The bodies of Custer and his brother Tom were wrapped in canvas and blankets and buried side by side in the same grave, about eighteen inches deep, with a row of stones around the edge — “the best burial on the field,” according to Ryan, who was in charge of the interment detail.38 Each identified officer’s grave was marked by his name on a piece of paper in an empty cartridge shell, which was then driven into the top of a stake;39 the enlisted men were extended no such courtesy. The bodies of three of Custer’s officers — Sturgis, Porter, and Harrington — were never identified, though the head of young Sturgis was discovered in the village.40 And since Porter’s buckskin jacket had also been found there, it was assumed that he had been mutilated beyond recognition and buried with the other unidentified troopers. No trace was found of Harrington.
Benteen counted seventy dead horses on the field, only a few of them Indian ponies. Now and then, troopers came upon a badly wounded horse, still alive. These were all destroyed except two. A gray horse near the river, named Nap, followed the command when it returned to the Yellowstone, then disappeared, o
nly to show up at Fort Lincoln some time later.41 The other was Comanche, Myles Keogh’s mount, found wandering around the battlefield, bleeding heavily from seven wounds, three of them severe. Private Gustave Korn assumed care of the claybank gelding.
The Seventh troopers buried 204 men. Despite their best efforts, they missed some of their dead comrades, and over the next fifty years, the remains of several more were discovered on or near the battlefield.

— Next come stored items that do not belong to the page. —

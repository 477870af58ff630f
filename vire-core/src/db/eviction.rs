//! Approximate-LRU / TTL / random eviction sampling (spec.md §4.4's
//! maxmemory policies). Each shard keeps a small pool of the worst
//! candidates seen so far, refreshed by sampling a handful of live keys per
//! call — the same amortized approach Redis uses instead of sorting the
//! whole keyspace by recency on every eviction.

use crate::db::dict::Dict;
use crate::object::{now_secs, Object};
use rand::seq::IteratorRandom;

pub const EVICTION_POOL_SIZE: usize = 16;
pub const EVICTION_SAMPLE_SIZE: usize = 5;

#[derive(Debug, Clone, Copy, PartialEq, Eq)]
pub enum EvictionPolicy {
    NoEviction,
    AllKeysLru,
    VolatileLru,
    AllKeysRandom,
    VolatileRandom,
    VolatileTtl,
}

impl EvictionPolicy {
    pub fn parse(s: &str) -> Option<Self> {
        Some(match s {
            "noeviction" => EvictionPolicy::NoEviction,
            "allkeys-lru" => EvictionPolicy::AllKeysLru,
            "volatile-lru" => EvictionPolicy::VolatileLru,
            "allkeys-random" => EvictionPolicy::AllKeysRandom,
            "volatile-random" => EvictionPolicy::VolatileRandom,
            "volatile-ttl" => EvictionPolicy::VolatileTtl,
            _ => return None,
        })
    }

    pub fn needs_volatile_only(&self) -> bool {
        matches!(
            self,
            EvictionPolicy::VolatileLru | EvictionPolicy::VolatileRandom | EvictionPolicy::VolatileTtl
        )
    }

    pub fn as_str(&self) -> &'static str {
        match self {
            EvictionPolicy::NoEviction => "noeviction",
            EvictionPolicy::AllKeysLru => "allkeys-lru",
            EvictionPolicy::VolatileLru => "volatile-lru",
            EvictionPolicy::AllKeysRandom => "allkeys-random",
            EvictionPolicy::VolatileRandom => "volatile-random",
            EvictionPolicy::VolatileTtl => "volatile-ttl",
        }
    }
}

#[derive(Debug, Clone)]
struct PoolEntry {
    key: Vec<u8>,
    /// Higher sorts first for eviction: idle seconds for `*-lru`, negated
    /// remaining TTL for `volatile-ttl`, a random draw for `*-random`.
    rank: i64,
}

#[derive(Debug, Default)]
pub struct EvictionPool {
    entries: Vec<PoolEntry>,
}

impl EvictionPool {
    pub fn new() -> Self {
        Self { entries: Vec::with_capacity(EVICTION_POOL_SIZE) }
    }

    fn insert_candidate(&mut self, key: Vec<u8>, rank: i64) {
        if let Some(pos) = self.entries.iter().position(|e| e.key == key) {
            self.entries[pos].rank = rank;
            return;
        }
        self.entries.push(PoolEntry { key, rank });
        self.entries.sort_by_key(|e| std::cmp::Reverse(e.rank));
        self.entries.truncate(EVICTION_POOL_SIZE);
    }

    /// Sample a handful of keys, rank them by the active policy, fold the
    /// worst candidates into the pool, and return the current worst key.
    pub fn refresh_and_pick(
        &mut self,
        policy: EvictionPolicy,
        dict: &Dict<Vec<u8>, Object>,
        expires: &Dict<Vec<u8>, i64>,
    ) -> Option<Vec<u8>> {
        if policy == EvictionPolicy::NoEviction {
            return None;
        }
        let now = now_secs() as i64;
        let mut rng = rand::thread_rng();
        let sampled: Vec<Vec<u8>> = if policy.needs_volatile_only() {
            expires.iter().map(|(k, _)| k.clone()).choose_multiple(&mut rng, EVICTION_SAMPLE_SIZE)
        } else {
            dict.iter().map(|(k, _)| k.clone()).choose_multiple(&mut rng, EVICTION_SAMPLE_SIZE)
        };
        for key in sampled {
            let rank = match policy {
                EvictionPolicy::AllKeysLru | EvictionPolicy::VolatileLru => dict
                    .get_no_step(key.as_slice())
                    .map(|o| now - o.access_time_secs as i64)
                    .unwrap_or(0),
                EvictionPolicy::VolatileTtl => {
                    -expires.get_no_step(key.as_slice()).copied().unwrap_or(i64::MAX)
                }
                EvictionPolicy::AllKeysRandom | EvictionPolicy::VolatileRandom => {
                    rand::random::<i32>() as i64
                }
                EvictionPolicy::NoEviction => unreachable!(),
            };
            self.insert_candidate(key, rank);
        }
        self.entries.first().map(|e| e.key.clone())
    }

    pub fn remove(&mut self, key: &[u8]) {
        self.entries.retain(|e| e.key != key);
    }
}

#[cfg(test)]
mod tests {
    use super::*;

    #[test]
    fn pool_caps_at_fixed_size() {
        let mut pool = EvictionPool::new();
        for i in 0..(EVICTION_POOL_SIZE * 4) {
            pool.insert_candidate(format!("k{i}").into_bytes(), i as i64);
        }
        assert_eq!(pool.entries.len(), EVICTION_POOL_SIZE);
        // highest ranks (most recently inserted) should have survived.
        assert!(pool.entries.iter().all(|e| e.rank >= (EVICTION_POOL_SIZE * 3) as i64));
    }
}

A COMPANY OF the Second Cavalry was sent south to find where the Indians had gone. The troopers rode toward the Bighorn Mountains for about twelve miles and then found that the trail divided, one camp headed southeast and one southwest. They returned without engaging the hostiles.

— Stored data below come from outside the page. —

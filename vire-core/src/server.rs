//! Immutable, shared server context: the keyspace, the loaded
//! configuration, and process-wide stats. One `Arc<Server>` is handed to
//! every worker and to the acceptor thread (spec.md §6).

use std::sync::atomic::{AtomicU64, Ordering};
use std::time::{SystemTime, UNIX_EPOCH};

use crate::config::Config;
use crate::db::Keyspace;
use crate::persist::PersistenceEngine;
use crate::stats::Stats;

pub struct Server {
    pub config: Config,
    pub keyspace: Keyspace,
    pub stats: Stats,
    pub persistence: PersistenceEngine,
    pub start_time_secs: u32,
    /// Mutations since the last completed save, tracked separately from
    /// each shard's own `dirty` counter: this one exists to drive a future
    /// save-points cron decision ("save if N changes in M seconds"), not
    /// the incremental dump's own bookkeeping.
    pub dirty_since_save: AtomicU64,
}

impl Server {
    pub fn new(config: Config) -> Self {
        let keyspace = Keyspace::new(config.databases, config.internal_shards);
        let persistence = PersistenceEngine::new(&config);
        let now = now_secs();
        Self {
            config,
            keyspace,
            stats: Stats::new(),
            persistence,
            start_time_secs: now,
            dirty_since_save: AtomicU64::new(0),
        }
    }

    pub fn uptime_secs(&self) -> u32 {
        now_secs().saturating_sub(self.start_time_secs)
    }

    pub fn mark_saved(&self) {
        self.dirty_since_save.store(0, Ordering::Relaxed);
    }
}

fn now_secs() -> u32 {
    SystemTime::now().duration_since(UNIX_EPOCH).unwrap_or_default().as_secs() as u32
}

Like the fish that got away, the number of Indian warriors the Seventh had faced seemed to grow larger with each telling. The 1,500 to 2,500 braves the regiment initially believed it had fought quickly doubled to 4,000, then became 5,000.”42 Two and a half years later, Benteen would testify that he had come to believe there were between 8,000 and 9,000 warriors, and Wallace would also claim 9,000.43
Since their rescue, Reno’s subordinates had shared their experiences with their brother officers in Gibbon’s column. Soon after arriving, Lieutenant Henry Nowlan had asked Mathey about Reno’s conduct, having heard rumors about it from someone else.44 Criticism of his performance, or lack thereof, was severe and frequent — the word “cowardice” was used45 — and would continue in that vein for many months, both within the expedition and in the newspapers. The battle might have been over, but a long war of words against Reno had already begun.
Preparations had been made to transport the injured troopers to the Far West, which was then at the mouth of the Little Bighorn. Twenty-one men were so severely wounded as to need carrying; the others were able to ride.46 The command moved out late in the afternoon, eight men to a litter, taking turns in shifts.